Work to complete
Transcribe every line of the entries exactly.

Excerpted data
//! Analysis focus value object

use crate::core::error::DomainError;
use serde::{Deserialize, Serialize};

/// The lens applied when analyzing document content (Value Object)
#[derive(Debug, Clone, Copy, PartialEq, Eq, Hash, Default, Serialize, Deserialize)]
#[serde(rename_all = "lowercase")]
pub enum AnalysisFocus {
    /// Cover themes, implications, and quality in one pass
    #[default]
    Comprehensive,
    /// Implementation and scalability concerns
    Technical,
    /// Market and competitive concerns
    Business,
}

impl AnalysisFocus {
    pub fn as_str(&self) -> &'static str {
        match self {
            AnalysisFocus::Comprehensive => "comprehensive",
            AnalysisFocus::Technical => "technical",
            AnalysisFocus::Business => "business",
        }
    }
}

impl std::fmt::Display for AnalysisFocus {
    fn fmt(&self, f: &mut std::fmt::Formatter<'_>) -> std::fmt::Result {
        write!(f, "{}", self.as_str())
    }
}

impl std::str::FromStr for AnalysisFocus {
    type Err = DomainError;

    fn from_str(s: &str) -> Result<Self, Self::Err> {
        match s.to_lowercase().as_str() {
            "comprehensive" => Ok(AnalysisFocus::Comprehensive),
            "technical" => Ok(AnalysisFocus::Technical),
            "business" => Ok(AnalysisFocus::Business),
            other => Err(DomainError::UnknownFocus(other.to_string())),
        }
    }
}

#[cfg(test)]
mod tests {
    use super::*;

    #[test]
    fn test_focus_default_is_comprehensive() {
        assert_eq!(AnalysisFocus::default(), AnalysisFocus::Comprehensive);
    }

    #[test]
    fn test_focus_parse_rejects_unknown() {
        let err = "legal".parse::<AnalysisFocus>().unwrap_err();
        assert_eq!(err.to_string(), "Unknown analysis focus: legal");
    }

    #[test]
    fn test_focus_roundtrip() {
        for focus in [
            AnalysisFocus::Comprehensive,
            AnalysisFocus::Technical,
            AnalysisFocus::Business,
        ] {
            let parsed: AnalysisFocus = focus.as_str().parse().unwrap();
            assert_eq!(parsed, focus);
        }
    }
}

Result of this exercise
//! Analysis focus value object

use crate::core::error::DomainError;
use serde::{Deserialize, Serialize};

/// The lens applied when analyzing document content (Value Object)
#[derive(Debug, Clone, Copy, PartialEq, Eq, Hash, Default, Serialize, Deserialize)]
#[serde(rename_all = "lowercase")]
pub enum AnalysisFocus {
    /// Cover themes, implications, and quality in one pass
    #[default]
    Comprehensive,
    /// Implementation and scalability concerns
    Technical,
    /// Market and competitive concerns
    Business,
}

impl AnalysisFocus {
    pub fn as_str(&self) -> &'static str {
        match self {
            AnalysisFocus::Comprehensive => "comprehensive",
            AnalysisFocus::Technical => "technical",
            AnalysisFocus::Business => "business",
        }
    }
}

impl std::fmt::Display for AnalysisFocus {
    fn fmt(&self, f: &mut std::fmt::Formatter<'_>) -> std::fmt::Result {
        write!(f, "{}", self.as_str())
    }
}

impl std::str::FromStr for AnalysisFocus {
    type Err = DomainError;

    fn from_str(s: &str) -> Result<Self, Self::Err> {
        match s.to_lowercase().as_str() {
            "comprehensive" => Ok(AnalysisFocus::Comprehensive),
            "technical" => Ok(AnalysisFocus::Technical),
            "business" => Ok(AnalysisFocus::Business),
            other => Err(DomainError::UnknownFocus(other.to_string())),
        }
    }
}

#[cfg(test)]
mod tests {
    use super::*;

    #[test]
    fn test_focus_default_is_comprehensive() {
        assert_eq!(AnalysisFocus::default(), AnalysisFocus::Comprehensive);
    }

    #[test]
    fn test_focus_parse_rejects_unknown() {
        let err = "legal".parse::<AnalysisFocus>().unwrap_err();
        assert_eq!(err.to_string(), "Unknown analysis focus: legal");
    }

    #[test]
    fn test_focus_roundtrip() {
        for focus in [
            AnalysisFocus::Comprehensive,
            AnalysisFocus::Technical,
            AnalysisFocus::Business,
        ] {
            let parsed: AnalysisFocus = focus.as_str().parse().unwrap();
            assert_eq!(parsed, focus);
        }
    }
}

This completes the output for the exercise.